PROMPT
Your task is to quote the records from their first line through the line containing "assert_eq!(reloaded.record_count, 42);", with nothing added or left out.

RECORDS SHOWN
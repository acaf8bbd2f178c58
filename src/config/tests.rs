//! Configuration tests
//!
//! Round-trip guards make sure every field written by `to_toml()` is read
//! back by `FileConfig`; layering tests pin env > file > default.

use super::*;
use std::collections::HashMap;

fn no_env(_: &str) -> Option<String> {
    None
}

fn env_from(pairs: &[(&str, &str)]) -> impl Fn(&str) -> Option<String> {
    let map: HashMap<String, String> = pairs
        .iter()
        .map(|(k, v)| (k.to_string(), v.to_string()))
        .collect();
    move |key| map.get(key).cloned()
}

fn parse(toml_str: &str) -> FileConfig {
    toml::from_str(toml_str).unwrap()
}

// ─────────────────────────────────────────────────────────────────────────────
// Round-trip tests
// ─────────────────────────────────────────────────────────────────────────────

#[test]
fn test_config_roundtrip_default() {
    let config = Config::default();
    let toml_str = config.to_toml();

    let parsed: Result<FileConfig, _> = toml::from_str(&toml_str);
    assert!(
        parsed.is_ok(),
        "Default config should round-trip.\nTOML:\n{}\nError: {:?}",
        toml_str,
        parsed.err()
    );
}

#[test]
fn test_config_roundtrip_preserves_values() {
    let mut config = Config::default();
    config.base_url = "http://localhost:5678".to_string();
    config.record_count = 42;
    config.threshold = Threshold::new(5).unwrap();
    config.export_dir = PathBuf::from("/tmp/aei");
    config.report.contact = "pv@example.org".to_string();
    config.theme = "nord".to_string();
    config.logging.file_enabled = true;
    config.logging.file_rotation = LogRotation::Hourly;

    let reloaded = Config::from_sources(parse(&config.to_toml()), no_env);
    assert_eq!(reloaded.base_url, "http://localhost:5678");
    assert_eq!(reloaded.webhook_path, DEFAULT_WEBHOOK_PATH);
    assert_eq!(reloaded.record_count, 42);
    assert_eq!(reloaded.threshold.value(), 5);
    assert_eq!(reloaded.export_dir, PathBuf::from("/tmp/aei"));
    assert_eq!(reloaded.report.contact, "pv@example.org");
    assert_eq!(reloaded.theme, "nord");
    assert!(reloaded.logging.file_enabled);
    assert_eq!(reloaded.logging.file_rotation, LogRotation::Hourly);
}

// ─────────────────────────────────────────────────────────────────────────────
// Layering
// ─────────────────────────────────────────────────────────────────────────────

#[test]
fn test_empty_sources_give_defaults() {
    let config = Config::from_sources(FileConfig::default(), no_env);
    assert_eq!(config.base_url, DEFAULT_BASE_URL);
    assert_eq!(config.record_count, DEFAULT_RECORD_COUNT);
    assert_eq!(config.threshold, Threshold::default());
    assert_eq!(config.report.contact, DEFAULT_CONTACT);
    assert!(config.enable_tui);
    assert!(!config.demo_mode);
    assert_eq!(
        config.webhook_url(),
        format!("{}/{}", DEFAULT_BASE_URL, DEFAULT_WEBHOOK_PATH)
    );
}

#[test]
fn test_env_overrides_file() {
    let file = parse(
        r#"
base_url = "https://file.example"
record_count = 20
threshold = 3
"#,
    );
    let env = env_from(&[
        ("AEI_BASE_URL", "https://env.example/"),
        ("AEI_RECORD_COUNT", "50"),
        ("AEI_NO_TUI", "true"),
        ("AEI_DEMO", "1"),
    ]);

    let config = Config::from_sources(file, env);
    // Trailing slash is stripped
    assert_eq!(config.base_url, "https://env.example");
    assert_eq!(config.record_count, 50);
    // Not overridden by env
    assert_eq!(config.threshold.value(), 3);
    assert!(!config.enable_tui);
    assert!(config.demo_mode);
}

#[test]
fn test_record_count_is_clamped() {
    let high = Config::from_sources(parse("record_count = 500"), no_env);
    assert_eq!(high.record_count, 100);

    let low = Config::from_sources(FileConfig::default(), env_from(&[("AEI_RECORD_COUNT", "0")]));
    assert_eq!(low.record_count, 1);

    let negative = Config::from_sources(parse("record_count = -3"), no_env);
    assert_eq!(negative.record_count, 1);
}

#[test]
fn test_invalid_threshold_falls_back_to_four() {
    let config = Config::from_sources(parse("threshold = 7"), no_env);
    assert_eq!(config.threshold.value(), 4);

    let config = Config::from_sources(FileConfig::default(), env_from(&[("AEI_THRESHOLD", "2")]));
    assert_eq!(config.threshold.value(), 4);
}

#[test]
fn test_unparseable_env_number_uses_file_value() {
    let config = Config::from_sources(
        parse("record_count = 25"),
        env_from(&[("AEI_RECORD_COUNT", "lots")]),
    );
    assert_eq!(config.record_count, 25);
}

#[test]
fn test_logging_section() {
    let config = Config::from_sources(
        parse(
            r#"
[logging]
level = "debug"
file_rotation = "weekly"
"#,
        ),
        no_env,
    );
    assert_eq!(config.logging.level, "debug");
    // Unknown rotation means daily
    assert_eq!(config.logging.file_rotation, LogRotation::Daily);
    assert_eq!(config.logging.file_prefix, "adverse-intel");
}

#[test]
fn test_describe_mentions_webhook() {
    let config = Config::default();
    let text = config.describe();
    assert!(text.contains(DEFAULT_WEBHOOK_PATH));
    assert!(text.contains("Log files:     off"));
}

SOLUTION FOR THIS TASK
repository acaf8bbd2f178c58
filename src/config/tests.rs
//! Configuration tests
//!
//! Round-trip guards make sure every field written by `to_toml()` is read
//! back by `FileConfig`; layering tests pin env > file > default.

use super::*;
use std::collections::HashMap;

fn no_env(_: &str) -> Option<String> {
    None
}

fn env_from(pairs: &[(&str, &str)]) -> impl Fn(&str) -> Option<String> {
    let map: HashMap<String, String> = pairs
        .iter()
        .map(|(k, v)| (k.to_string(), v.to_string()))
        .collect();
    move |key| map.get(key).cloned()
}

fn parse(toml_str: &str) -> FileConfig {
    toml::from_str(toml_str).unwrap()
}

// ─────────────────────────────────────────────────────────────────────────────
// Round-trip tests
// ─────────────────────────────────────────────────────────────────────────────

#[test]
fn test_config_roundtrip_default() {
    let config = Config::default();
    let toml_str = config.to_toml();

    let parsed: Result<FileConfig, _> = toml::from_str(&toml_str);
    assert!(
        parsed.is_ok(),
        "Default config should round-trip.\nTOML:\n{}\nError: {:?}",
        toml_str,
        parsed.err()
    );
}

#[test]
fn test_config_roundtrip_preserves_values() {
    let mut config = Config::default();
    config.base_url = "http://localhost:5678".to_string();
    config.record_count = 42;
    config.threshold = Threshold::new(5).unwrap();
    config.export_dir = PathBuf::from("/tmp/aei");
    config.report.contact = "pv@example.org".to_string();
    config.theme = "nord".to_string();
    config.logging.file_enabled = true;
    config.logging.file_rotation = LogRotation::Hourly;

    let reloaded = Config::from_sources(parse(&config.to_toml()), no_env);
    assert_eq!(reloaded.base_url, "http://localhost:5678");
    assert_eq!(reloaded.webhook_path, DEFAULT_WEBHOOK_PATH);
    assert_eq!(reloaded.record_count, 42);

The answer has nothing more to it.